De Bangui à l’arrière-pays : Mboli-Goumba dénonce l’effondrement socio-économique de la RCA

Maître Crépin Mboli-Goumba livre un réquisitoire sans complaisance sur la situation catastrophique du pays.
Par la rédaction de Corbeau News Centrafrique, CNC.
Dans une intervention à la radio Ndékè Luka, le leader du Bloc Républicain pour la Défense de la Constitution a livré un diagnostic impitoyable de l’état de la République centrafricaine. Crépin Mboli-Goumba n’épargne aucun aspect de la gestion gouvernementale, pointant du doigt une décennie d’échecs qui plonge le pays dans une spirale destructrice.
La capitale Bangui, située au cœur du pays, incarne selon lui tous les dysfonctionnements du système. “Il n’y a pas d’eau, il n’y a pas d’électricité, il n’y a pas de travail”, énumère-t-il sans détour. Cette absence des services élémentaires s’accompagne d’autres fléaux : divisions communautaires, insécurité galopante, réseau routier défaillant et pollution généralisée. Pour Mboli-Goumba, la capitale Bangui s’est muée en “enfer” pour ses habitants.

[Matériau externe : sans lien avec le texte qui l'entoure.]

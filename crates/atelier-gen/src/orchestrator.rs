//! Batch generation runs
//!
//! One run expands a base prompt into variations, then fetches them one at a
//! time with a pacing delay in between. Item failures are skipped, except
//! rate limiting, which stops the whole run.

use crate::asset::{AssetKind, GeneratedAsset, VariationRequest};
use crate::config::GenerationConfig;
use crate::credentials::CredentialBroker;
use crate::fetcher::{AssetFetcher, PollPolicy};
use crate::provider::GenerationService;
use crate::retry::{RetryPolicy, Sleeper};
use crate::variations::expand_variations;
use atelier_core::{AtelierError, Result, ServiceErrorKind};
use std::sync::Arc;
use std::time::Duration;

/// Why a run ended without a usable result
#[derive(Debug, Clone, PartialEq, Eq, thiserror::Error)]
pub enum RunFailure {
    #[error("The service is rate limiting requests. Please wait a minute and try again.")]
    RateLimited,

    #[error("The API key was rejected. Please select a valid API key.")]
    AuthenticationInvalid,

    #[error("Failed to generate assets: {0}")]
    VariationsFailed(String),

    #[error("No assets could be generated. Please try again later.")]
    EmptyRun,
}

impl RunFailure {
    /// Short message suitable for showing to a user
    pub fn user_message(&self) -> String {
        match self {
            RunFailure::VariationsFailed(_) => "Failed to generate assets.".to_string(),
            other => other.to_string(),
        }
    }

    fn from_expansion_error(err: &AtelierError) -> Self {
        if err.is_rate_limited() {
            RunFailure::RateLimited
        } else if err.is_authentication() {
            RunFailure::AuthenticationInvalid
        } else {
            RunFailure::VariationsFailed(err.to_string())
        }
    }
}

/// A variation that was skipped
#[derive(Debug, Clone)]
pub struct ItemFailure {
    pub index: usize,
    pub prompt: String,
    pub kind: Option<ServiceErrorKind>,
    pub authentication: bool,
    pub message: String,
}

/// Outcome of one generation run
#[derive(Debug)]
pub struct GenerationRun {
    pub request: VariationRequest,
    /// Successful assets, in prompt order
    pub assets: Vec<GeneratedAsset>,
    pub progress_percent: u8,
    pub terminal_error: Option<RunFailure>,
    pub item_failures: Vec<ItemFailure>,
}

impl GenerationRun {
    fn new(request: VariationRequest) -> Self {
        Self {
            request,
            assets: Vec::new(),
            progress_percent: 0,
            terminal_error: None,
            item_failures: Vec::new(),
        }
    }

    pub fn is_success(&self) -> bool {
        self.terminal_error.is_none()
    }
}

/// Receives run events as they happen
pub trait RunObserver {
    fn on_progress(&mut self, _percent: u8) {}

    fn on_asset(&mut self, _asset: &GeneratedAsset) {}

    fn on_item_failed(&mut self, _failure: &ItemFailure) {}

    /// Called once at the end of every run; progress display should be cleared
    fn on_finished(&mut self, _run: &GenerationRun) {}
}

impl RunObserver for () {}

/// Tunables for a run
#[derive(Debug, Clone, Copy)]
pub struct RunSettings {
    pub variation_count: usize,
    pub pacing: Duration,
    pub retry: RetryPolicy,
    pub poll: PollPolicy,
}

impl Default for RunSettings {
    fn default() -> Self {
        Self::from_config(&GenerationConfig::default())
    }
}

impl RunSettings {
    pub fn from_config(config: &GenerationConfig) -> Self {
        Self {
            variation_count: config.variation_count,
            pacing: config.pacing(),
            retry: config.retry_policy(),
            poll: PollPolicy {
                interval: config.poll_interval(),
                max_attempts: config.max_poll_attempts,
            },
        }
    }
}

/// Drives variation expansion and asset fetching for a run
pub struct Orchestrator {
    service: Arc<dyn GenerationService>,
    credentials: Arc<dyn CredentialBroker>,
    sleeper: Arc<dyn Sleeper>,
    settings: RunSettings,
}

impl Orchestrator {
    pub fn new(
        service: Arc<dyn GenerationService>,
        credentials: Arc<dyn CredentialBroker>,
        sleeper: Arc<dyn Sleeper>,
        settings: RunSettings,
    ) -> Self {
        Self {
            service,
            credentials,
            sleeper,
            settings,
        }
    }

    pub fn settings(&self) -> &RunSettings {
        &self.settings
    }

    /// Run a full batch for `base_prompt`.
    ///
    /// Only an invalid request is an `Err`; everything that goes wrong once
    /// the run has started is reported on the returned `GenerationRun`.
    pub fn run_generation(
        &self,
        base_prompt: &str,
        kind: AssetKind,
        observer: &mut dyn RunObserver,
    ) -> Result<GenerationRun> {
        let request = VariationRequest::new(base_prompt, kind, self.settings.variation_count)?;
        let mut run = GenerationRun::new(request);

        tracing::info!(
            prompt = %run.request.base_prompt,
            %kind,
            count = run.request.count,
            provider = self.service.name(),
            "starting generation run"
        );
        observer.on_progress(0);

        self.execute(&mut run, observer);

        match &run.terminal_error {
            Some(failure) => tracing::warn!(
                assets = run.assets.len(),
                skipped = run.item_failures.len(),
                error = %failure,
                "generation run failed"
            ),
            None => tracing::info!(
                assets = run.assets.len(),
                skipped = run.item_failures.len(),
                "generation run finished"
            ),
        }
        observer.on_finished(&run);
        Ok(run)
    }

    fn execute(&self, run: &mut GenerationRun, observer: &mut dyn RunObserver) {
        let kind = run.request.kind;
        let prompts = match expand_variations(
            self.service.as_ref(),
            &self.settings.retry,
            self.sleeper.as_ref(),
            &run.request.base_prompt,
            kind,
            run.request.count,
        ) {
            Ok(prompts) => prompts,
            Err(e) => {
                tracing::error!(error = %e, "variation expansion failed");
                if e.rejects_credential() {
                    self.reselect_credential();
                }
                run.terminal_error = Some(RunFailure::from_expansion_error(&e));
                return;
            }
        };

        let fetcher = AssetFetcher::new(
            self.service.as_ref(),
            self.credentials.as_ref(),
            self.sleeper.as_ref(),
        )
        .with_retry_policy(self.settings.retry)
        .with_poll_policy(self.settings.poll);

        let total = prompts.len();
        for (index, prompt) in prompts.iter().enumerate() {
            match fetcher.fetch(prompt, kind) {
                Ok(content) => {
                    let asset = GeneratedAsset::new(content, kind, prompt);
                    tracing::info!(index, id = %asset.id, "asset generated");
                    observer.on_asset(&asset);
                    run.assets.push(asset);

                    run.progress_percent = progress_percent(run.assets.len(), total);
                    observer.on_progress(run.progress_percent);
                }
                Err(e) if e.is_rate_limited() => {
                    tracing::warn!(index, error = %e, "rate limited, aborting run");
                    run.terminal_error = Some(RunFailure::RateLimited);
                    return;
                }
                Err(e) => {
                    tracing::warn!(index, prompt = %prompt, error = %e, "skipping variation");
                    if e.rejects_credential() {
                        self.reselect_credential();
                    }
                    let failure = ItemFailure {
                        index,
                        prompt: prompt.clone(),
                        kind: e.service_kind(),
                        authentication: e.is_authentication(),
                        message: e.to_string(),
                    };
                    observer.on_item_failed(&failure);
                    run.item_failures.push(failure);
                }
            }

            if index + 1 < total {
                self.sleeper.sleep(self.settings.pacing);
            }
        }

        if run.assets.is_empty() {
            let auth_failed = run.item_failures.iter().any(|f| f.authentication);
            run.terminal_error = Some(if auth_failed {
                RunFailure::AuthenticationInvalid
            } else {
                RunFailure::EmptyRun
            });
        }
    }

    fn reselect_credential(&self) {
        if let Err(e) = self.credentials.prompt_selection() {
            tracing::warn!(error = %e, "credential reselection failed");
        }
    }
}

/// `round(100 * completed / total)`, clamped to 100
pub fn progress_percent(completed: usize, total: usize) -> u8 {
    if total == 0 {
        return 100;
    }
    let pct = (100.0 * completed as f64 / total as f64).round();
    pct.clamp(0.0, 100.0) as u8
}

Si Bangui souffre, l’arrière-pays endure une situation encore plus dramatique. Le responsable politique évoque “l’enfer que vivent nos compatriotes de l’intérieur du pays”, une formule qui résume la détresse des populations rurales. Dans des villes comme Bossangoa (305 km de Bangui), Bambari (385 km) ou Berberati (584 km), les carences sont amplifiées par l’éloignement et l’abandon des autorités centrafricaines.

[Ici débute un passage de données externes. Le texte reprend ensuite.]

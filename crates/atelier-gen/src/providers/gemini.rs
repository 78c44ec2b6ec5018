//! Gemini generation provider (Google Generative Language API)
//!
//! Text variations and static images are single `generateContent` calls.
//! Videos go through a long-running `predictLongRunning` operation that the
//! fetcher polls. Failures are classified here, from the HTTP status and the
//! structured `error.status` field of the response body.

use crate::asset::AssetContent;
use crate::config::AtelierConfig;
use crate::provider::*;
use atelier_core::{AtelierError, Result, ServiceErrorKind};
use base64::engine::general_purpose::STANDARD as BASE64;
use base64::Engine as _;
use serde_json::{json, Value};
use std::time::Duration;

const DEFAULT_GEMINI_URL: &str = "https://generativelanguage.googleapis.com/v1beta";
const DEFAULT_TEXT_MODEL: &str = "gemini-2.5-flash";
const DEFAULT_IMAGE_MODEL: &str = "gemini-2.5-flash-image";
const DEFAULT_VIDEO_MODEL: &str = "veo-3.0-fast-generate-001";
const VIDEO_ASPECT_RATIO: &str = "16:9";
const REQUEST_TIMEOUT_SECS: u64 = 120;
const MAX_JSON_BYTES: u64 = 64 * 1024 * 1024;
const MAX_VIDEO_BYTES: u64 = 512 * 1024 * 1024;

/// Gemini provider for text, image, and video generation
pub struct GeminiService {
    api_key: String,
    api_url: String,
    text_model: String,
    image_model: String,
    video_model: String,
}

impl GeminiService {
    /// Create a new GeminiService from config
    pub fn from_config(config: &AtelierConfig) -> Result<Self> {
        let api_key = config
            .api_key("gemini")
            .filter(|k| !k.is_empty())
            .ok_or_else(|| {
                AtelierError::ConfigError(
                    "Gemini API key not configured. Set ATELIER_GEMINI_API_KEY or add to .atelier/config.toml".to_string(),
                )
            })?
            .to_string();

        let section = config.provider("gemini").cloned().unwrap_or_default();

        Ok(Self {
            api_key,
            api_url: config
                .api_url("gemini")
                .unwrap_or(DEFAULT_GEMINI_URL)
                .trim_end_matches('/')
                .to_string(),
            text_model: section
                .text_model
                .unwrap_or_else(|| DEFAULT_TEXT_MODEL.to_string()),
            image_model: section
                .image_model
                .unwrap_or_else(|| DEFAULT_IMAGE_MODEL.to_string()),
            video_model: section
                .video_model
                .unwrap_or_else(|| DEFAULT_VIDEO_MODEL.to_string()),
        })
    }

    fn model_url(&self, model: &str, method: &str) -> String {
        format!("{}/models/{}:{}", self.api_url, model, method)
    }

    fn post_json(&self, url: &str, payload: &Value) -> Result<Value> {
        tracing::debug!(url, "POST");
        let mut response = build_agent()
            .post(url)
            .header("x-goog-api-key", &self.api_key)
            .header("Content-Type", "application/json")
            .send_json(payload)
            .map_err(transport_error)?;

        ensure_success(&mut response)?;
        read_json(&mut response)
    }

    fn get_json(&self, url: &str) -> Result<Value> {
        tracing::debug!(url, "GET");
        let mut response = build_agent()
            .get(url)
            .header("x-goog-api-key", &self.api_key)
            .call()
            .map_err(transport_error)?;

        ensure_success(&mut response)?;
        read_json(&mut response)
    }
}

fn build_agent() -> ureq::Agent {
    let config = ureq::Agent::config_builder()
        .timeout_global(Some(Duration::from_secs(REQUEST_TIMEOUT_SECS)))
        .http_status_as_error(false)
        .build();
    config.into()
}

/// Transport-level failures never reached the service; only some are worth
/// retrying
fn transport_error(e: ureq::Error) -> AtelierError {
    let kind = match e {
        ureq::Error::Timeout(_)
        | ureq::Error::Io(_)
        | ureq::Error::ConnectionFailed
        | ureq::Error::HostNotFound => ServiceErrorKind::TransientUpstream,
        ureq::Error::StatusCode(code) => ServiceErrorKind::from_http(code, None),
        _ => ServiceErrorKind::Unknown,
    };
    AtelierError::service(kind, format!("Gemini request failed: {}", e))
}

fn ensure_success(response: &mut ureq::http::Response<ureq::Body>) -> Result<()> {
    let code = response.status().as_u16();
    if (200..300).contains(&code) {
        return Ok(());
    }

    let body = response.body_mut().read_to_string().unwrap_or_default();
    let err = classify_error_body(code, &body);
    tracing::debug!(code, error = %err, "Gemini returned an error status");
    Err(err)
}

fn read_json(response: &mut ureq::http::Response<ureq::Body>) -> Result<Value> {
    let bytes = response
        .body_mut()
        .with_config()
        .limit(MAX_JSON_BYTES)
        .read_to_vec()
        .map_err(|e| {
            AtelierError::service(
                ServiceErrorKind::TransientUpstream,
                format!("Failed to read Gemini response: {}", e),
            )
        })?;

    serde_json::from_slice(&bytes).map_err(|e| {
        AtelierError::service(
            ServiceErrorKind::Unknown,
            format!("Gemini response is not JSON: {}", e),
        )
    })
}

/// Classify a non-2xx response from its status code and error body
pub fn classify_error_body(code: u16, body: &str) -> AtelierError {
    let parsed: Option<Value> = serde_json::from_str(body).ok();
    let error = parsed.as_ref().and_then(|v| v.get("error"));
    let status = error.and_then(|e| e.get("status")).and_then(Value::as_str);
    let message = error
        .and_then(|e| e.get("message"))
        .and_then(Value::as_str)
        .map(str::to_string)
        .unwrap_or_else(|| body.chars().take(200).collect());

    AtelierError::service(
        ServiceErrorKind::from_http(code, status),
        format!("HTTP {}: {}", code, message),
    )
}

/// Concatenate the text parts of the first candidate
pub fn parse_text_response(response: &Value) -> String {
    first_candidate_parts(response)
        .iter()
        .filter_map(|part| part.get("text").and_then(Value::as_str))
        .collect::<Vec<_>>()
        .join("")
}

/// Decode every inline image part of the first candidate, in order
pub fn parse_inline_images(response: &Value) -> Result<Vec<AssetContent>> {
    let mut images = Vec::new();
    for part in first_candidate_parts(response) {
        let Some(inline) = part.get("inlineData").or_else(|| part.get("inline_data")) else {
            continue;
        };
        let data = inline.get("data").and_then(Value::as_str).unwrap_or_default();
        if data.is_empty() {
            continue;
        }
        let bytes = BASE64.decode(data.as_bytes()).map_err(|e| {
            AtelierError::NoOutputProduced(format!("Gemini image payload is not valid base64: {}", e))
        })?;
        let mime_type = inline
            .get("mimeType")
            .or_else(|| inline.get("mime_type"))
            .and_then(Value::as_str)
            .unwrap_or("image/png");
        images.push(AssetContent::new(bytes, mime_type));
    }
    Ok(images)
}

/// Interpret a long-running operation snapshot
pub fn parse_operation(response: &Value) -> JobPollResult {
    if !response.get("done").and_then(Value::as_bool).unwrap_or(false) {
        return JobPollResult::Processing;
    }

    if let Some(error) = response.get("error") {
        let msg = error
            .get("message")
            .and_then(Value::as_str)
            .unwrap_or("Unknown error")
            .to_string();
        return JobPollResult::Failed(msg);
    }

    let download_url = response
        .pointer("/response/generateVideoResponse/generatedSamples/0/video/uri")
        .and_then(Value::as_str)
        .map(str::to_string);
    JobPollResult::Complete { download_url }
}

fn first_candidate_parts(response: &Value) -> Vec<Value> {
    response
        .pointer("/candidates/0/content/parts")
        .and_then(Value::as_array)
        .cloned()
        .unwrap_or_default()
}

impl GenerationService for GeminiService {
    fn name(&self) -> &str {
        "gemini"
    }

    fn health_check(&self) -> ProviderStatus {
        if self.api_key.is_empty() {
            ProviderStatus::NoApiKey
        } else {
            ProviderStatus::Available
        }
    }

    fn generate_string_list(&self, instruction: &str) -> Result<String> {
        let payload = json!({
            "contents": [{ "parts": [{ "text": instruction }] }],
            "generationConfig": {
                "responseMimeType": "application/json",
                "responseSchema": {
                    "type": "ARRAY",
                    "items": { "type": "STRING" }
                }
            }
        });

        let response = self.post_json(&self.model_url(&self.text_model, "generateContent"), &payload)?;
        Ok(parse_text_response(&response))
    }

    fn generate_images(&self, prompt: &str, aspect_ratio: &str) -> Result<Vec<AssetContent>> {
        let payload = json!({
            "contents": [{ "parts": [{ "text": prompt }] }],
            "generationConfig": {
                "responseModalities": ["IMAGE"],
                "imageConfig": { "aspectRatio": aspect_ratio }
            }
        });

        let response = self.post_json(&self.model_url(&self.image_model, "generateContent"), &payload)?;
        parse_inline_images(&response)
    }

    fn submit_video(&self, prompt: &str) -> Result<VideoJob> {
        let payload = json!({
            "instances": [{ "prompt": prompt }],
            "parameters": { "aspectRatio": VIDEO_ASPECT_RATIO }
        });

        let response =
            self.post_json(&self.model_url(&self.video_model, "predictLongRunning"), &payload)?;

        let remote_id = response
            .get("name")
            .and_then(Value::as_str)
            .ok_or_else(|| {
                AtelierError::NoOutputProduced(format!(
                    "Unexpected Gemini video submit response: {}",
                    serde_json::to_string_pretty(&response).unwrap_or_default()
                ))
            })?
            .to_string();

        Ok(VideoJob {
            remote_id,
            prompt: prompt.to_string(),
        })
    }

    fn poll_video(&self, job: &VideoJob) -> Result<JobPollResult> {
        let url = format!("{}/{}", self.api_url, job.remote_id);
        let response = self.get_json(&url)?;
        Ok(parse_operation(&response))
    }

    fn download_video(&self, download_url: &str) -> Result<AssetContent> {
        let mut response = build_agent()
            .get(download_url)
            .header("x-goog-api-key", &self.api_key)
            .call()
            .map_err(transport_error)?;
        ensure_success(&mut response)?;

        let mime_type = response
            .headers()
            .get("content-type")
            .and_then(|v| v.to_str().ok())
            .filter(|v| v.starts_with("video/"))
            .unwrap_or("video/mp4")
            .to_string();

        let bytes = response
            .body_mut()
            .with_config()
            .limit(MAX_VIDEO_BYTES)
            .read_to_vec()
            .map_err(|e| {
                AtelierError::service(
                    ServiceErrorKind::TransientUpstream,
                    format!("Failed to read video data: {}", e),
                )
            })?;

        Ok(AssetContent::new(bytes, mime_type))
    }
}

L’homme politique impute cet effondrement à une décennie de mauvaise gouvernance. “Après 10 ans de rien”, déplore-t-il, fustigeant l’incapacité du pouvoir à apporter des réponses concrètes aux attentes légitimes des citoyens. Il dénonce particulièrement l’attitude des dirigeants lors du récent congrès du parti au pouvoir, le MCU, où des Centrafricains ont été, selon ses termes, “vilipendés” au lieu d’être écoutés.
Face à cette situation, Mboli-Goumba appelle à un sursaut de lucidité. Un leadership responsable devrait, selon lui, reconnaître ses limites et “passer la main” à d’autres parmi les cinq millions de Centrafricains aptes à redresser la barre. Il réclame également des excuses publiques pour les “conséquences sur des vies humaines” générées par ces années d’échecs.
Cette charge frontale du leader du BRDC dessine le portrait d’un pays en perdition, où l’absence de services essentiels, conjuguée à l’insécurité et aux fractures sociales, menace la stabilité nationale. De Bangui aux confins de l’arrière-pays, la même détresse unit les Centrafricains dans une épreuve commune qui appelle des solutions urgentes et une refondation politique profonde.